[Stored items]
□ □ □ □
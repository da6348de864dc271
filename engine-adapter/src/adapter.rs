//! The Engine Process Adapter: one live GTP engine process, driven by a
//! single owning task so that the "at most one in-flight command" invariant
//! holds structurally rather than by caller discipline.
//!
//! Mirrors the send/receive task split a relay connection uses for a socket:
//! one task owns the child's stdin/stdout and processes commands strictly in
//! order, a second drains stderr as a side channel, and `tokio::select!`
//! races the process's natural exit against the hard-kill timer on
//! `kill()`.

use std::process::Stdio;
use std::sync::atomic::{AtomicBool, Ordering};
use std::sync::Arc;
use std::time::Duration;

use tokio::io::{AsyncBufReadExt, AsyncWriteExt, BufReader};
use tokio::process::{Child, Command};
use tokio::sync::{mpsc, oneshot, watch};
use tokio::time::sleep;

use crate::error::Error;
use crate::framing::{classify_frame, extract_frames, try_extract_json_frame, FrameClass};
use crate::state::EpaState;

const HARD_KILL_DELAY: Duration = Duration::from_secs(5);

/// A line of stderr output, classified per the chat-channel convention
/// (`DISCUSSION:`/`MALKOVICH:` prefixes) or passed through as a diagnostic.
#[derive(Debug, Clone, PartialEq, Eq)]
pub enum StderrEvent {
    Chat { channel: ChatChannel, body: String },
    Diagnostic(String),
}

#[derive(Debug, Clone, Copy, PartialEq, Eq)]
pub enum ChatChannel {
    Discussion,
    Malkovich,
}

fn classify_stderr_line(line: &str) -> StderrEvent {
    if let Some(body) = line.strip_prefix("DISCUSSION:") {
        StderrEvent::Chat { channel: ChatChannel::Discussion, body: body.trim().to_string() }
    } else if let Some(body) = line.strip_prefix("MALKOVICH:") {
        StderrEvent::Chat { channel: ChatChannel::Malkovich, body: body.trim().to_string() }
    } else {
        StderrEvent::Diagnostic(line.to_string())
    }
}

/// Whether the adapter's wire transport frames commands as plain GTP text
/// or wraps them for a JSON-speaking engine.
#[derive(Debug, Clone, Copy, PartialEq, Eq)]
pub enum Transport {
    Text,
    Json,
}

struct CommandRequest {
    text: String,
    /// JSON transport only: closes the request stream after this command.
    final_command: bool,
    respond: oneshot::Sender<Result<String, Error>>,
}

enum Envelope {
    Command(CommandRequest),
    /// Best-effort `quit` plus teardown; never waits for a framed reply.
    Kill,
}

/// A handle to a running (or dying) engine process. Cheap to clone; every
/// clone shares the same underlying process and command queue.
#[derive(Clone)]
pub struct EngineProcessAdapter {
    command_tx: mpsc::UnboundedSender<Envelope>,
    state_rx: watch::Receiver<EpaState>,
    /// Set once a command-level or protocol-level error has been observed
    /// for this game; never cleared. The enclosing game layer is expected to
    /// resign after a small number of retries once this is set.
    failed: Arc<AtomicBool>,
}

impl EngineProcessAdapter {
    /// Spawns `program args...` and starts its owning tasks. The adapter is
    /// `Ready` as soon as the process starts; callers still need to run the
    /// capability handshake (`list_commands`, optionally
    /// `kata-list_time_settings`) before issuing real commands.
    pub fn spawn(
        program: &str,
        args: &[String],
        transport: Transport,
    ) -> Result<(Self, mpsc::UnboundedReceiver<StderrEvent>), std::io::Error> {
        let mut child = Command::new(program)
            .args(args)
            .stdin(Stdio::piped())
            .stdout(Stdio::piped())
            .stderr(Stdio::piped())
            .kill_on_drop(true)
            .spawn()?;

        let stdin = child.stdin.take().expect("piped stdin");
        let stdout = child.stdout.take().expect("piped stdout");
        let stderr = child.stderr.take().expect("piped stderr");

        let (command_tx, command_rx) = mpsc::unbounded_channel();
        let (state_tx, state_rx) = watch::channel(EpaState::Ready);
        let (stderr_tx, stderr_rx) = mpsc::unbounded_channel();
        let failed = Arc::new(AtomicBool::new(false));

        tokio::spawn(run_io_task(
            child,
            stdin,
            stdout,
            command_rx,
            state_tx,
            transport,
            failed.clone(),
        ));
        tokio::spawn(run_stderr_task(stderr, stderr_tx));

        Ok((Self { command_tx, state_rx, failed }, stderr_rx))
    }

    /// Issues one GTP command and awaits its completion. Resolves with
    /// [`Error::DeadEngine`] immediately if the adapter is already dead.
    pub async fn command(&self, text: impl Into<String>) -> Result<String, Error> {
        self.command_inner(text.into(), false).await
    }

    /// Like [`Self::command`], but for JSON transport closes the request
    /// stream after this command (used for the final command of a game).
    pub async fn command_final(&self, text: impl Into<String>) -> Result<String, Error> {
        self.command_inner(text.into(), true).await
    }

    async fn command_inner(&self, text: String, final_command: bool) -> Result<String, Error> {
        if self.state_rx.borrow().is_dead() {
            return Err(Error::DeadEngine);
        }
        let (respond, receiver) = oneshot::channel();
        let request = CommandRequest { text, final_command, respond };
        if self.command_tx.send(Envelope::Command(request)).is_err() {
            return Err(Error::DeadEngine);
        }
        receiver.await.unwrap_or(Err(Error::DeadEngine))
    }

    /// Current lifecycle state, as last observed by the owning task.
    pub fn state(&self) -> EpaState {
        *self.state_rx.borrow()
    }

    /// Whether a command-level or protocol-level error has been observed on
    /// this adapter since it was spawned. Sticky: never resets. The caller
    /// decides whether and when to stop retrying and resign the game.
    pub fn failed(&self) -> bool {
        self.failed.load(Ordering::SeqCst)
    }

    /// Sends `quit` best-effort, stops accepting further commands, and
    /// guarantees the process is gone within [`HARD_KILL_DELAY`] even if it
    /// never replies. Never waits for a framed response to `quit` itself.
    pub fn kill(&self) {
        let _ = self.command_tx.send(Envelope::Kill);
    }
}

async fn run_io_task(
    mut child: Child,
    mut stdin: tokio::process::ChildStdin,
    stdout: tokio::process::ChildStdout,
    mut command_rx: mpsc::UnboundedReceiver<Envelope>,
    state_tx: watch::Sender<EpaState>,
    transport: Transport,
    failed: Arc<AtomicBool>,
) {
    let mut reader = BufReader::new(stdout);
    let mut buffer = String::new();

    while let Some(envelope) = command_rx.recv().await {
        let request = match envelope {
            Envelope::Command(request) => request,
            Envelope::Kill => {
                let _ = stdin.write_all(b"quit\n").await;
                let _ = stdin.flush().await;
                break;
            }
        };

        let _ = state_tx.send(EpaState::Busy);

        let write_result = async {
            stdin.write_all(request.text.as_bytes()).await?;
            stdin.write_all(b"\n").await?;
            stdin.flush().await
        }
        .await;

        if let Err(io_err) = write_result {
            failed.store(true, Ordering::SeqCst);
            let _ = request.respond.send(Err(Error::TransportError(io_err)));
            break;
        }

        if transport == Transport::Json && request.final_command {
            let _ = stdin.shutdown().await;
        }

        let outcome = read_one_frame(&mut reader, &mut buffer, transport).await;
        if matches!(
            outcome,
            Err(Error::ProtocolFailure(_)) | Err(Error::UnexpectedOutput(_)) | Err(Error::TransportError(_)) | Err(Error::EngineExited)
        ) {
            failed.store(true, Ordering::SeqCst);
        }
        let died = matches!(outcome, Err(Error::EngineExited));
        let _ = request.respond.send(outcome);

        if died {
            break;
        }
        let _ = state_tx.send(EpaState::Ready);
    }

    let _ = state_tx.send(EpaState::Dead);
    tokio::select! {
        _ = child.wait() => {}
        _ = sleep(HARD_KILL_DELAY) => {
            let _ = child.start_kill();
            let _ = child.wait().await;
        }
    }

    // Drain anything still queued (callers that enqueued before the death
    // was observed) so every command gets exactly one completion.
    while let Some(envelope) = command_rx.recv().await {
        if let Envelope::Command(request) = envelope {
            let _ = request.respond.send(Err(Error::DeadEngine));
        }
    }
}

async fn read_one_frame(
    reader: &mut BufReader<tokio::process::ChildStdout>,
    buffer: &mut String,
    transport: Transport,
) -> Result<String, Error> {
    loop {
        match transport {
            Transport::Json => {
                if let Some(value) = try_extract_json_frame(buffer) {
                    let text = value
                        .get("response")
                        .and_then(|v| v.as_str())
                        .unwrap_or_default()
                        .to_string();
                    return finish_frame(&text);
                }
            }
            Transport::Text => {
                let frames = extract_frames(buffer);
                if let Some(frame) = frames.into_iter().next() {
                    return finish_frame(&frame);
                }
            }
        }

        let mut line = String::new();
        let read = reader.read_line(&mut line).await.map_err(Error::TransportError)?;
        if read == 0 {
            return Err(Error::EngineExited);
        }
        buffer.push_str(&line);
    }
}

fn finish_frame(frame: &str) -> Result<String, Error> {
    match classify_frame(frame) {
        FrameClass::Success(body) => Ok(body),
        FrameClass::Failure(body) => Err(Error::ProtocolFailure(body)),
        FrameClass::Violation(body) => Err(Error::UnexpectedOutput(body)),
    }
}

async fn run_stderr_task(
    stderr: tokio::process::ChildStderr,
    stderr_tx: mpsc::UnboundedSender<StderrEvent>,
) {
    let mut reader = BufReader::new(stderr).lines();
    while let Ok(Some(line)) = reader.next_line().await {
        if stderr_tx.send(classify_stderr_line(&line)).is_err() {
            break;
        }
    }
}

#[cfg(test)]
mod tests {
    use super::*;

    #[test]
    fn stderr_chat_lines_are_classified_by_prefix() {
        assert_eq!(
            classify_stderr_line("DISCUSSION: I think this is close"),
            StderrEvent::Chat {
                channel: ChatChannel::Discussion,
                body: "I think this is close".to_string()
            }
        );
        assert_eq!(
            classify_stderr_line("MALKOVICH: winrate 54%"),
            StderrEvent::Chat { channel: ChatChannel::Malkovich, body: "winrate 54%".to_string() }
        );
        assert_eq!(
            classify_stderr_line("loading weights..."),
            StderrEvent::Diagnostic("loading weights...".to_string())
        );
    }

    #[tokio::test]
    async fn commands_after_kill_resolve_with_dead_engine() {
        let (adapter, _stderr_rx) = EngineProcessAdapter::spawn("cat", &[], Transport::Text)
            .expect("spawn cat as a stand-in process");
        adapter.kill();
        // give the io task a chance to observe the quit and tear down.
        tokio::time::sleep(Duration::from_millis(50)).await;
        let result = adapter.command("genmove b").await;
        assert!(matches!(result, Err(Error::DeadEngine)));
    }

    #[tokio::test]
    async fn a_protocol_failure_sticks_the_failed_flag() {
        // A stand-in "engine" that ignores its input entirely and always
        // answers with a GTP failure frame.
        let (adapter, _stderr_rx) = EngineProcessAdapter::spawn(
            "sh",
            &["-c".to_string(), "printf '? unacceptable move\\n\\n'".to_string()],
            Transport::Text,
        )
        .expect("spawn sh as a stand-in process");
        assert!(!adapter.failed());
        let result = adapter.command("genmove b").await;
        assert!(matches!(result, Err(Error::ProtocolFailure(_))));
        assert!(adapter.failed());
    }
}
□ □ □ □
Word for word, restate the lines of the data above that fall between the line holding "tasks. The adapter is" and the line holding "let (command_tx, command_rx)", inclusive, and no other lines.

    /// Spawns `program args...` and starts its owning tasks. The adapter is
    /// `Ready` as soon as the process starts; callers still need to run the
    /// capability handshake (`list_commands`, optionally
    /// `kata-list_time_settings`) before issuing real commands.
    pub fn spawn(
        program: &str,
        args: &[String],
        transport: Transport,
    ) -> Result<(Self, mpsc::UnboundedReceiver<StderrEvent>), std::io::Error> {
        let mut child = Command::new(program)
            .args(args)
            .stdin(Stdio::piped())
            .stdout(Stdio::piped())
            .stderr(Stdio::piped())
            .kill_on_drop(true)
            .spawn()?;

        let stdin = child.stdin.take().expect("piped stdin");
        let stdout = child.stdout.take().expect("piped stdout");
        let stderr = child.stderr.take().expect("piped stderr");

        let (command_tx, command_rx) = mpsc::unbounded_channel();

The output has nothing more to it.